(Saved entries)
════════════════

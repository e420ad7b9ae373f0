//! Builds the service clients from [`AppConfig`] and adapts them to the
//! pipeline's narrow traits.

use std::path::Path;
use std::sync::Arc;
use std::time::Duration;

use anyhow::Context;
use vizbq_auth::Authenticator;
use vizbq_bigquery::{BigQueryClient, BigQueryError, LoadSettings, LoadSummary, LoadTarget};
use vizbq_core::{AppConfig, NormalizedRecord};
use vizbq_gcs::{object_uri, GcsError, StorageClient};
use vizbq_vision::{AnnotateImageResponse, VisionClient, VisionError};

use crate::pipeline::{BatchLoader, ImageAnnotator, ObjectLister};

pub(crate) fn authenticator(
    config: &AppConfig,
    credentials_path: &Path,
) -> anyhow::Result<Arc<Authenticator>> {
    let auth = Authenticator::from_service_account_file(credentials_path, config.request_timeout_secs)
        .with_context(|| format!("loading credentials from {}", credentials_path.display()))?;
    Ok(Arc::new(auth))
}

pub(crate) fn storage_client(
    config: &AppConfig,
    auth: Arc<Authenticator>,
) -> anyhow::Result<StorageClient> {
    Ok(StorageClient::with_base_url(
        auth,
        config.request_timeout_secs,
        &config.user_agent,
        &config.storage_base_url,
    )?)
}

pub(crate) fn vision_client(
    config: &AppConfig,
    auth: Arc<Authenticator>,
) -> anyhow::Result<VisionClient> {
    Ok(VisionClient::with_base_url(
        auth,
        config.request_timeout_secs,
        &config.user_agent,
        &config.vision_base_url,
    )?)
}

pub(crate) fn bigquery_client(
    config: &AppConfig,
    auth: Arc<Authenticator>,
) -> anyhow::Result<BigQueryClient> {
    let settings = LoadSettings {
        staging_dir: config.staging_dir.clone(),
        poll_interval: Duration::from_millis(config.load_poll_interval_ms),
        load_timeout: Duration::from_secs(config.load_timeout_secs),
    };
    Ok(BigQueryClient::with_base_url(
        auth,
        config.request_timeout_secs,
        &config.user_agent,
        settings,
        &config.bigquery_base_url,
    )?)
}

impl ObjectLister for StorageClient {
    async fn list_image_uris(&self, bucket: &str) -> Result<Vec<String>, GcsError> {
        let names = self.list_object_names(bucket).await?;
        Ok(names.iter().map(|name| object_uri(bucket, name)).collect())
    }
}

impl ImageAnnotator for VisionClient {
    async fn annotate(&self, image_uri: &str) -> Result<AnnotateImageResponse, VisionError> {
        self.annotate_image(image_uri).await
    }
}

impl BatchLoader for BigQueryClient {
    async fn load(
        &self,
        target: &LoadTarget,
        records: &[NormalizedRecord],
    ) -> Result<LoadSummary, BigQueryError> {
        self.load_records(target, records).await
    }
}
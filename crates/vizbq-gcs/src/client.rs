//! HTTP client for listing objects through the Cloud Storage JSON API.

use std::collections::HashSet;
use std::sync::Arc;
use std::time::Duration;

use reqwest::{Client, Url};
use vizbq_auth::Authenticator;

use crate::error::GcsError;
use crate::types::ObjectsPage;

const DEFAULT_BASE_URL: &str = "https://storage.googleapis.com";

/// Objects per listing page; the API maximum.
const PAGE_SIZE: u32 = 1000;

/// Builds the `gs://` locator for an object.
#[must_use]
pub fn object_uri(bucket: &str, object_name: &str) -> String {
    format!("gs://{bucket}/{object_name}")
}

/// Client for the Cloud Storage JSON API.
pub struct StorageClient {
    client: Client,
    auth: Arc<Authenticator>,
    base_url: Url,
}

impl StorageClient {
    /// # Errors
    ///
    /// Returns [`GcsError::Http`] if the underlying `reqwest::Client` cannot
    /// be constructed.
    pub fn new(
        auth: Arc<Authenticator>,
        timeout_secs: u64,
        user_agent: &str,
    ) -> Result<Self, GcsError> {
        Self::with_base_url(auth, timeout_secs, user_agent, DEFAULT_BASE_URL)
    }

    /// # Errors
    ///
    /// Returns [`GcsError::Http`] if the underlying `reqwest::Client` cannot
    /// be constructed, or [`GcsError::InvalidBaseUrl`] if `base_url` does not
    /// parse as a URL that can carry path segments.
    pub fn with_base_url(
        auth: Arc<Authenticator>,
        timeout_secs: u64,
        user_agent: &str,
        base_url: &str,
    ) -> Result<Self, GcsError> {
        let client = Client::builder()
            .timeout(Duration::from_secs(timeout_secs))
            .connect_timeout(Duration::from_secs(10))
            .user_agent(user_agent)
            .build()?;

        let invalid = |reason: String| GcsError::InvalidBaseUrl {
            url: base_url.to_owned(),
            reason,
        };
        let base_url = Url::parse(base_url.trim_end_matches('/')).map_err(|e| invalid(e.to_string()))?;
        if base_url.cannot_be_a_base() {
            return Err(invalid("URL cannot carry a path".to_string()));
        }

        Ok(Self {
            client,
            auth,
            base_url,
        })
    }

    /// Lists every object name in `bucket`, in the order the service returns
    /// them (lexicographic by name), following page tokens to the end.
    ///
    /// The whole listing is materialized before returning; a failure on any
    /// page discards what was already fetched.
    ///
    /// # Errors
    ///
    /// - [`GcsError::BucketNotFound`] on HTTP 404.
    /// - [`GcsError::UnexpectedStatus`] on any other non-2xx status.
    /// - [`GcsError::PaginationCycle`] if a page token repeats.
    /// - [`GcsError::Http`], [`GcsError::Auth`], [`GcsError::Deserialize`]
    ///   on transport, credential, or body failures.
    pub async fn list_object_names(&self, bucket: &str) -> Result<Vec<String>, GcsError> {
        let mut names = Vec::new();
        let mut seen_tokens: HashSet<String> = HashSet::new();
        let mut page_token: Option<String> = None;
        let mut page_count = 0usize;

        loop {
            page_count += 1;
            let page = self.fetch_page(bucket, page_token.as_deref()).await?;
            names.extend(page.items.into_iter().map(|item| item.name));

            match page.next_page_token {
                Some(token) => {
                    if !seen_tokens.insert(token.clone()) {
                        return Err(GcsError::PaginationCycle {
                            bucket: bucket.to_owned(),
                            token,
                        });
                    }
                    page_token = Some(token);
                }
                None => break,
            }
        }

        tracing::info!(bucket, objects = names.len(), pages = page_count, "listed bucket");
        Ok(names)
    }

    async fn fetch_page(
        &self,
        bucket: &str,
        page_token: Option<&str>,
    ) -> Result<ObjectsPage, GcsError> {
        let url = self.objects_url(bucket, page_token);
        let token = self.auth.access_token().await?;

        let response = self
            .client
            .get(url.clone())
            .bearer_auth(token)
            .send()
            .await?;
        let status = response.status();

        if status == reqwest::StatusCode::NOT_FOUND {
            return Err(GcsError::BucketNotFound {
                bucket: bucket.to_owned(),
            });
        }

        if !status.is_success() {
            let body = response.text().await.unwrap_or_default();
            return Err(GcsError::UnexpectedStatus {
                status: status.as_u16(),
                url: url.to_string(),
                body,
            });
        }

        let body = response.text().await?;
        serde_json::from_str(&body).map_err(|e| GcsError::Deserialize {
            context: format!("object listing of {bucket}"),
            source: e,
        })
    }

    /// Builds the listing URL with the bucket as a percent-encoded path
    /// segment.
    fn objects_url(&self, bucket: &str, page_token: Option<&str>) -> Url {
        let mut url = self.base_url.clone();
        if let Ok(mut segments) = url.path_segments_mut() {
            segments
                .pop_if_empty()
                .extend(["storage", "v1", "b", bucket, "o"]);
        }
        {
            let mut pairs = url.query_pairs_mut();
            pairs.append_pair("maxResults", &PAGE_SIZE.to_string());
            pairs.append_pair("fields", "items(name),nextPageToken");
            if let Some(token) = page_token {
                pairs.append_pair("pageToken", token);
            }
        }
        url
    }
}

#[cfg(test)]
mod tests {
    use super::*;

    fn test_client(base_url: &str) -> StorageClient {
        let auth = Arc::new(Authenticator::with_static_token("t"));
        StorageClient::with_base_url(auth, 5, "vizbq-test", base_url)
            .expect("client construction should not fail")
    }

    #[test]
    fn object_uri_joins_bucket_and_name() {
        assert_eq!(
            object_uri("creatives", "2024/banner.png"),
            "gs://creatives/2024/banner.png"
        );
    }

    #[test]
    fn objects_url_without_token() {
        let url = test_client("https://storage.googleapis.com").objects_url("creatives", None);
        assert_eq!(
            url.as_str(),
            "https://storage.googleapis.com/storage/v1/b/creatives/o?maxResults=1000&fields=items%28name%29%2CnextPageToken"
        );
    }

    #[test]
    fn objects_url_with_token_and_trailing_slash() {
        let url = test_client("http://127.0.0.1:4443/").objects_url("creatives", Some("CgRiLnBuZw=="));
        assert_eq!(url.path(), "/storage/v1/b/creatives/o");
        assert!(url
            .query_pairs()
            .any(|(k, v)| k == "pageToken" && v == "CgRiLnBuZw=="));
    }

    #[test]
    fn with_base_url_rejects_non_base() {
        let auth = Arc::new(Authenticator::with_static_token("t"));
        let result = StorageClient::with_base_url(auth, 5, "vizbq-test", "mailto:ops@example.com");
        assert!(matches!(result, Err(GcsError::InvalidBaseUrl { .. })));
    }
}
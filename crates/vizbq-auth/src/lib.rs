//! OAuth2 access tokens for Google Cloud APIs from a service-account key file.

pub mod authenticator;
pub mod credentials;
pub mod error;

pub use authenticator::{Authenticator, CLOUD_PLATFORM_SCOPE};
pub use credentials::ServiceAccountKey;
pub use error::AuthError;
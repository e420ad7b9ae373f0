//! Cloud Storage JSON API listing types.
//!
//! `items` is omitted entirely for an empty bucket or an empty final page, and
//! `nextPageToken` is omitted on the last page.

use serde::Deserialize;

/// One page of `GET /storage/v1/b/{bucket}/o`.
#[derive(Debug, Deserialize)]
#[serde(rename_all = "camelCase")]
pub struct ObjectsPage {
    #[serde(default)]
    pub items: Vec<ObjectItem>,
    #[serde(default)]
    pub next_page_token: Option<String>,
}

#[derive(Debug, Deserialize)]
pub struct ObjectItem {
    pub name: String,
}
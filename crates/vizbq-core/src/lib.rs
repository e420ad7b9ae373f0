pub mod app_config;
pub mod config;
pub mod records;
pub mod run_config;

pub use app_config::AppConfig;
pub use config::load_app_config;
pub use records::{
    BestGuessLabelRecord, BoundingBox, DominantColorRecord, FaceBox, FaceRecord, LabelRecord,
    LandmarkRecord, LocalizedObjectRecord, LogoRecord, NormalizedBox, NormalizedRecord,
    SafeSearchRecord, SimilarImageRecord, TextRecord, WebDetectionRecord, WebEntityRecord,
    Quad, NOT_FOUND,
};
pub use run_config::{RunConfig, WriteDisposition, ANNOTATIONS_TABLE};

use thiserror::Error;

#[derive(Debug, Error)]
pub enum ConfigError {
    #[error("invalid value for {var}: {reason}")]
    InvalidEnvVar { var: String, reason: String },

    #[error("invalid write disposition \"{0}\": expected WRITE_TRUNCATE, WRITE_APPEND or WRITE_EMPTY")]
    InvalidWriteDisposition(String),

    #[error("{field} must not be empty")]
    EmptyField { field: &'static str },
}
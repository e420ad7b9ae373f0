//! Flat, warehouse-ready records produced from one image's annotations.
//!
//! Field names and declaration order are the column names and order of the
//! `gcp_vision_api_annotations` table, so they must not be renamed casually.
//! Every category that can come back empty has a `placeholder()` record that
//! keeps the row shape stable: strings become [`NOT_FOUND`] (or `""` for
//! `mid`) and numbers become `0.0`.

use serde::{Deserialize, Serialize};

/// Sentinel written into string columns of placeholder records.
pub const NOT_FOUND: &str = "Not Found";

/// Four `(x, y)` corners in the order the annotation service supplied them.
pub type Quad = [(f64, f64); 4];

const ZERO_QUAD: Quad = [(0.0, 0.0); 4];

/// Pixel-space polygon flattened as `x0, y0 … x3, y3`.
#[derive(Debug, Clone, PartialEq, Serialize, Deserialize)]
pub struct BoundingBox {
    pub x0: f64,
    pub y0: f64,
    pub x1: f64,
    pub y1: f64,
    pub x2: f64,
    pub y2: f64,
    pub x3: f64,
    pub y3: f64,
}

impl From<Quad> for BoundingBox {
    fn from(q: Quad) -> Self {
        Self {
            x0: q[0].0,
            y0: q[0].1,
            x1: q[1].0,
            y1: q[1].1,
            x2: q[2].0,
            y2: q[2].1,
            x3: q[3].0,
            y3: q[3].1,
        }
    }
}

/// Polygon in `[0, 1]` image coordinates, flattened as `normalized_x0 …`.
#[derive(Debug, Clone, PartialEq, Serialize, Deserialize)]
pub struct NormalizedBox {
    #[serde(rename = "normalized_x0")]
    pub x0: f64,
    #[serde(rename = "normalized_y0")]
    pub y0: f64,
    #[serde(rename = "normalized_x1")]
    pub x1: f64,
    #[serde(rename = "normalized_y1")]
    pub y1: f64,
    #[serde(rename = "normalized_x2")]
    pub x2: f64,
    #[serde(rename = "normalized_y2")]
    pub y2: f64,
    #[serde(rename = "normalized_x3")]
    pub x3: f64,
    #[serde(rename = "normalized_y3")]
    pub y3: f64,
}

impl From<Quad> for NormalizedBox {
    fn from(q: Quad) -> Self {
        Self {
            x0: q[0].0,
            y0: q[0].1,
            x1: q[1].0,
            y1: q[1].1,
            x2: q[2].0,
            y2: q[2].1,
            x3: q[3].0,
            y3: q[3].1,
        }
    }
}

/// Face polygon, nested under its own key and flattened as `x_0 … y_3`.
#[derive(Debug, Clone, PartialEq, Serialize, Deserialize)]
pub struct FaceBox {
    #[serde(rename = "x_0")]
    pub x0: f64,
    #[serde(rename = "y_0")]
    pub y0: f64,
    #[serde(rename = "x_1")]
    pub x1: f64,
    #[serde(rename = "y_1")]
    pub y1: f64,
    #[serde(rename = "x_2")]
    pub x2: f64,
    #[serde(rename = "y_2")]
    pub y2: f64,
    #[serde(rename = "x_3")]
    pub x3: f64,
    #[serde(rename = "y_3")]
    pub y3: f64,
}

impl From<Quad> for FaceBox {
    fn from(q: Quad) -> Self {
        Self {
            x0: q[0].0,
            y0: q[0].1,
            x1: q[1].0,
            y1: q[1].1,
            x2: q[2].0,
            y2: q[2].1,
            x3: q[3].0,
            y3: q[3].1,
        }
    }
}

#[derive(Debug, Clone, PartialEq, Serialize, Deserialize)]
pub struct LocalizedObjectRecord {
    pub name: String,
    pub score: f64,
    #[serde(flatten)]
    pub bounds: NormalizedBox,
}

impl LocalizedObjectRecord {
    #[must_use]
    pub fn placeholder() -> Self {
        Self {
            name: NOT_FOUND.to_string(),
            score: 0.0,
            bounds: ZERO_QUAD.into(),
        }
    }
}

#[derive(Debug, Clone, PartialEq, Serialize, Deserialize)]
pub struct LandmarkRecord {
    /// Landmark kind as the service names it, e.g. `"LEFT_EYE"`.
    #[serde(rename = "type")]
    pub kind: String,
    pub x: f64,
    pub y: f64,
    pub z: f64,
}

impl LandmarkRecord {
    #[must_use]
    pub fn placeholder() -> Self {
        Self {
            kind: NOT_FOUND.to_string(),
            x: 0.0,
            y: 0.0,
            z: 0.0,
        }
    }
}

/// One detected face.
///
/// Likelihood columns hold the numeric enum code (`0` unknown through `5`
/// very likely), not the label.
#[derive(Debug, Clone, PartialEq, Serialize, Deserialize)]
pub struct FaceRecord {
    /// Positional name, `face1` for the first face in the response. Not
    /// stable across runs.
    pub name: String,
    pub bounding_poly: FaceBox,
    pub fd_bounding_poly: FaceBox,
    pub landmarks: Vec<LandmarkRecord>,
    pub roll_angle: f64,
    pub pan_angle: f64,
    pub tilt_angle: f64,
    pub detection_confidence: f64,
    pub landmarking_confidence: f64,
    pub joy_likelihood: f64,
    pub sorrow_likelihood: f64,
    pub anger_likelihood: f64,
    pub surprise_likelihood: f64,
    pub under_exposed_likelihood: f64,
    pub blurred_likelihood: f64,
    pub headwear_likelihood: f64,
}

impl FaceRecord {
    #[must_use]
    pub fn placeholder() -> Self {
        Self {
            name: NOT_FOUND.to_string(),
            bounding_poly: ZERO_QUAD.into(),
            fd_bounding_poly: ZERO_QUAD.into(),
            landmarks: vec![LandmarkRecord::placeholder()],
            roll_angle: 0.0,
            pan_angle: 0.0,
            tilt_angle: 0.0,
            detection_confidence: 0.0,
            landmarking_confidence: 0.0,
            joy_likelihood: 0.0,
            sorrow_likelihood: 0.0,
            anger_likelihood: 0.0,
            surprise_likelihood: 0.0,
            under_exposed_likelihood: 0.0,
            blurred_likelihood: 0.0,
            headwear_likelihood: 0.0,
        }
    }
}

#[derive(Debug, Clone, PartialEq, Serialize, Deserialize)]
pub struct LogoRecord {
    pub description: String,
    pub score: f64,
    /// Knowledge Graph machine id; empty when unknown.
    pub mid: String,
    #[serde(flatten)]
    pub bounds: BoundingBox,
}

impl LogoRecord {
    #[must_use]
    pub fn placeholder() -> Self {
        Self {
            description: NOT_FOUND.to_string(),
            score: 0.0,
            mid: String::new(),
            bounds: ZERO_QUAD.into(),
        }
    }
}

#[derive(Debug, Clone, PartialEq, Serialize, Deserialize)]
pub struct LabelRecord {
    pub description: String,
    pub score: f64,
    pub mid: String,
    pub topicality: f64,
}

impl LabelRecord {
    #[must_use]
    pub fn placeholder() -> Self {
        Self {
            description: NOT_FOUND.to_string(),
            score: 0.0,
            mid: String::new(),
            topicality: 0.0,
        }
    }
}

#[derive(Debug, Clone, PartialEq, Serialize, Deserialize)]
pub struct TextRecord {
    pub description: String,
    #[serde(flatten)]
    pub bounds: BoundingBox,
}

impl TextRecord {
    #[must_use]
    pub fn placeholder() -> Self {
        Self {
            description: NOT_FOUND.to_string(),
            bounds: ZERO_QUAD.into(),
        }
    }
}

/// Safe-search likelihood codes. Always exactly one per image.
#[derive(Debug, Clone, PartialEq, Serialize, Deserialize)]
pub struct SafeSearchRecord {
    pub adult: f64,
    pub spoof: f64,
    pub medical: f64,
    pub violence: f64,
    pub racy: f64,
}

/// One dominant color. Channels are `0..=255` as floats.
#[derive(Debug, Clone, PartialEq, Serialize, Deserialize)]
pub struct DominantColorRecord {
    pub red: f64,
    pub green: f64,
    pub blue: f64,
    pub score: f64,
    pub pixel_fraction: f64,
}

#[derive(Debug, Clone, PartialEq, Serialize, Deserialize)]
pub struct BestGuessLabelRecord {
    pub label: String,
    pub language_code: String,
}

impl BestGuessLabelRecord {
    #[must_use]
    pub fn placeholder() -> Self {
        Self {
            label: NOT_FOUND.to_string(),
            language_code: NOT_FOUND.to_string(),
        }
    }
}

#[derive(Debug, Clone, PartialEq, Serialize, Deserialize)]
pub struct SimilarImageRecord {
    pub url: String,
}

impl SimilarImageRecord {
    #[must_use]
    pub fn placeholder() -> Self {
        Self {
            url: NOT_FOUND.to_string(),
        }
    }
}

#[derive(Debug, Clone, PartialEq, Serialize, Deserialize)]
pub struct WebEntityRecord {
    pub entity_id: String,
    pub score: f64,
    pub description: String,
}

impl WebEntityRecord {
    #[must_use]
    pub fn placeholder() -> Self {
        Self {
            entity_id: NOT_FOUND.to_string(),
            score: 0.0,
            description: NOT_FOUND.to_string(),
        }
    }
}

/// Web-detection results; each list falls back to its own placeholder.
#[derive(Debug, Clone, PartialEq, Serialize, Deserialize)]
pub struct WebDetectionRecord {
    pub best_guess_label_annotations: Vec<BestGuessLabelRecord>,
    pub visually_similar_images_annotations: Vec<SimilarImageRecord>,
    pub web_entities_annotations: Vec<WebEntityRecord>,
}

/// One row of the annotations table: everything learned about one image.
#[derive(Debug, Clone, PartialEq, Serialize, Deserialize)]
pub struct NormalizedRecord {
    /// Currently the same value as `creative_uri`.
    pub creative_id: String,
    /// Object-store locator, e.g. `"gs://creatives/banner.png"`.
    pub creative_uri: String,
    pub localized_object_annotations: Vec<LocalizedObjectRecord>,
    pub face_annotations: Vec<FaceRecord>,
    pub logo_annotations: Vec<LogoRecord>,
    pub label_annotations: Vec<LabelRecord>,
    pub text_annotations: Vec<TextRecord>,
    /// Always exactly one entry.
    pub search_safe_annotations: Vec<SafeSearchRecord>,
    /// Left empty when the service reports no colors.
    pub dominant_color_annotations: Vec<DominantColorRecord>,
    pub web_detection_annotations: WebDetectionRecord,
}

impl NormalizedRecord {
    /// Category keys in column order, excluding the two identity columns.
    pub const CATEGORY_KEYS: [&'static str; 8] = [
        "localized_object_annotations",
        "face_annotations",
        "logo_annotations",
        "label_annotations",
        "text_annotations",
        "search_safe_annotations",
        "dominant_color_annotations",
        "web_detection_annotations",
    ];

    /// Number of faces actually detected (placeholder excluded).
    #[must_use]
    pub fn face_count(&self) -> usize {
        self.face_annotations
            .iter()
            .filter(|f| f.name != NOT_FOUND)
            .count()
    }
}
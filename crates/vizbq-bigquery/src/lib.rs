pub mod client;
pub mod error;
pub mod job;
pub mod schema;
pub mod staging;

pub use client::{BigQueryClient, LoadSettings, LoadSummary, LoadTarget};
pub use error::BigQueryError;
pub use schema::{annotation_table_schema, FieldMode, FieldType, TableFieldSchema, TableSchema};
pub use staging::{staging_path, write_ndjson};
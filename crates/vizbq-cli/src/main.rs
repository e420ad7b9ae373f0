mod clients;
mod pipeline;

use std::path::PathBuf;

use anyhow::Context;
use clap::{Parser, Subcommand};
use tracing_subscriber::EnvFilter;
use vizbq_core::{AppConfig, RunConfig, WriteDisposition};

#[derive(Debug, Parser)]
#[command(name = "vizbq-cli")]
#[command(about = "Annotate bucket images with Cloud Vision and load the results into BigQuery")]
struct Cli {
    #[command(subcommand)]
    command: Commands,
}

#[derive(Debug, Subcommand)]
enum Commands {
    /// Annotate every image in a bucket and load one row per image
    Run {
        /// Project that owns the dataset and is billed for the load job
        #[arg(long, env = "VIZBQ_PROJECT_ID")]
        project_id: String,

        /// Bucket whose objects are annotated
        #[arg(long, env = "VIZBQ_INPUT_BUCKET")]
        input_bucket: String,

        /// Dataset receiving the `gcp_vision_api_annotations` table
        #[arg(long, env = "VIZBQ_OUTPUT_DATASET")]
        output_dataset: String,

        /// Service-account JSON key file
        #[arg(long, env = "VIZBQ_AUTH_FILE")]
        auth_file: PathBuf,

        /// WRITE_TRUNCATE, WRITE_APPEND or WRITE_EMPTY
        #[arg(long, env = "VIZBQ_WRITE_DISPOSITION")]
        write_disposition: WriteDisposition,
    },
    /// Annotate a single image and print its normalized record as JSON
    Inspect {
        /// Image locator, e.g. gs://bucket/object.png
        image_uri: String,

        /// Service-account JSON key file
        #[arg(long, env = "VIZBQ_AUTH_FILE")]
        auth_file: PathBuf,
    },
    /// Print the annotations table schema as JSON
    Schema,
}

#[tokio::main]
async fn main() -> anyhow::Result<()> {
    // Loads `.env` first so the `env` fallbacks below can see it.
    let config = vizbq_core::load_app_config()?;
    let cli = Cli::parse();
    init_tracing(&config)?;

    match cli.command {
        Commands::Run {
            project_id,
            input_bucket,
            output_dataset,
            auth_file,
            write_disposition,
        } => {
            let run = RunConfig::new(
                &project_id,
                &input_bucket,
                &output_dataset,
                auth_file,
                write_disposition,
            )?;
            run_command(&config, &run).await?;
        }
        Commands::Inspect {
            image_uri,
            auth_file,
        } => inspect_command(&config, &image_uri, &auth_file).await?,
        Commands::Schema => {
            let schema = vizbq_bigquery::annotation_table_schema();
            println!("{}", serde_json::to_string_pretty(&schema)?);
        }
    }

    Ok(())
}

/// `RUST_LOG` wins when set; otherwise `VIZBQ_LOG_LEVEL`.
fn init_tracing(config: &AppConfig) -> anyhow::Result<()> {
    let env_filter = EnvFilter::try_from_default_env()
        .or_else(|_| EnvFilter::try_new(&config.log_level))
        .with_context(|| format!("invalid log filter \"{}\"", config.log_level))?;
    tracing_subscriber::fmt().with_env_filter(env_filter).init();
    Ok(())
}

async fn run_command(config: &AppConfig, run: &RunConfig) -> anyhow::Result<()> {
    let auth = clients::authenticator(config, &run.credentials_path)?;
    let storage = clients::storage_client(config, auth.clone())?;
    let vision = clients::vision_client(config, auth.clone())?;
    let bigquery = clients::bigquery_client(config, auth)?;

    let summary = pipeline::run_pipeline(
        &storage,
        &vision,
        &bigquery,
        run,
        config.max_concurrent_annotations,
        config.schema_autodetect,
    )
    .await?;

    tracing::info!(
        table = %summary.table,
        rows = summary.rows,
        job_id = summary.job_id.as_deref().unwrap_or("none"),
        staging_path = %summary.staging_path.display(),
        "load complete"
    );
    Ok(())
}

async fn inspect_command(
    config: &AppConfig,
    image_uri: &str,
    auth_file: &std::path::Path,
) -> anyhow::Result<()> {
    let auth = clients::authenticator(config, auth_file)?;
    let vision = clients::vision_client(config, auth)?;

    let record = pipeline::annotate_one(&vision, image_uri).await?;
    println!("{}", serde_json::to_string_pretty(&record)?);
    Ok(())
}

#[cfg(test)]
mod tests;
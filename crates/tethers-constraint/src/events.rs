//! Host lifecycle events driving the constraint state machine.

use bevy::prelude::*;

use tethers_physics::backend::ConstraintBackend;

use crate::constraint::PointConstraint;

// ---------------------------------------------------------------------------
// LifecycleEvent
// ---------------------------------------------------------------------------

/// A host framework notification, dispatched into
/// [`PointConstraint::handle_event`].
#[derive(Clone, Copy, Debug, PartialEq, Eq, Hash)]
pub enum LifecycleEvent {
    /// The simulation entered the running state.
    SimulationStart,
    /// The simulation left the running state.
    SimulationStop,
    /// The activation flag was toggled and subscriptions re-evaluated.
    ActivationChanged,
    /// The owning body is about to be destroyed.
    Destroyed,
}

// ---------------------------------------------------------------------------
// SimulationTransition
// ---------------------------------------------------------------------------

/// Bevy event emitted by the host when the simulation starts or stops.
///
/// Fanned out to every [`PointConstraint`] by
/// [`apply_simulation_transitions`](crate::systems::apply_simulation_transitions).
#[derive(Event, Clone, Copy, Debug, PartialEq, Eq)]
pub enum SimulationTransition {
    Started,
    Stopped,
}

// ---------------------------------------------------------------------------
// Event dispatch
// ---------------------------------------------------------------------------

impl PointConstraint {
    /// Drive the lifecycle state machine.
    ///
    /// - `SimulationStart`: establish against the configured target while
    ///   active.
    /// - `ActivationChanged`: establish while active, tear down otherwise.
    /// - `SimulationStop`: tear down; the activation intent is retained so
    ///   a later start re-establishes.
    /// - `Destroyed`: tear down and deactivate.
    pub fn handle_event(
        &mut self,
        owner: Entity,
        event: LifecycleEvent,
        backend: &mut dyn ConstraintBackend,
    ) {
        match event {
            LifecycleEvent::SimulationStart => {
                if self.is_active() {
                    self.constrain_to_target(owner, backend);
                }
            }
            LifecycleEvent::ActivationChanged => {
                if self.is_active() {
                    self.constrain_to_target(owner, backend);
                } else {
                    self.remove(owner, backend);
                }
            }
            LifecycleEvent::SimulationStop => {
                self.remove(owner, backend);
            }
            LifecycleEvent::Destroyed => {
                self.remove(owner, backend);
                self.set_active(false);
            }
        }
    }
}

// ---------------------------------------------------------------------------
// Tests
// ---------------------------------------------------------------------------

════════════════

> [About this exercise]
Each line that has the word "ConstraintBackend" counts once. How many such lines are in the data? Give the number alone.

> [Response for this exercise]
2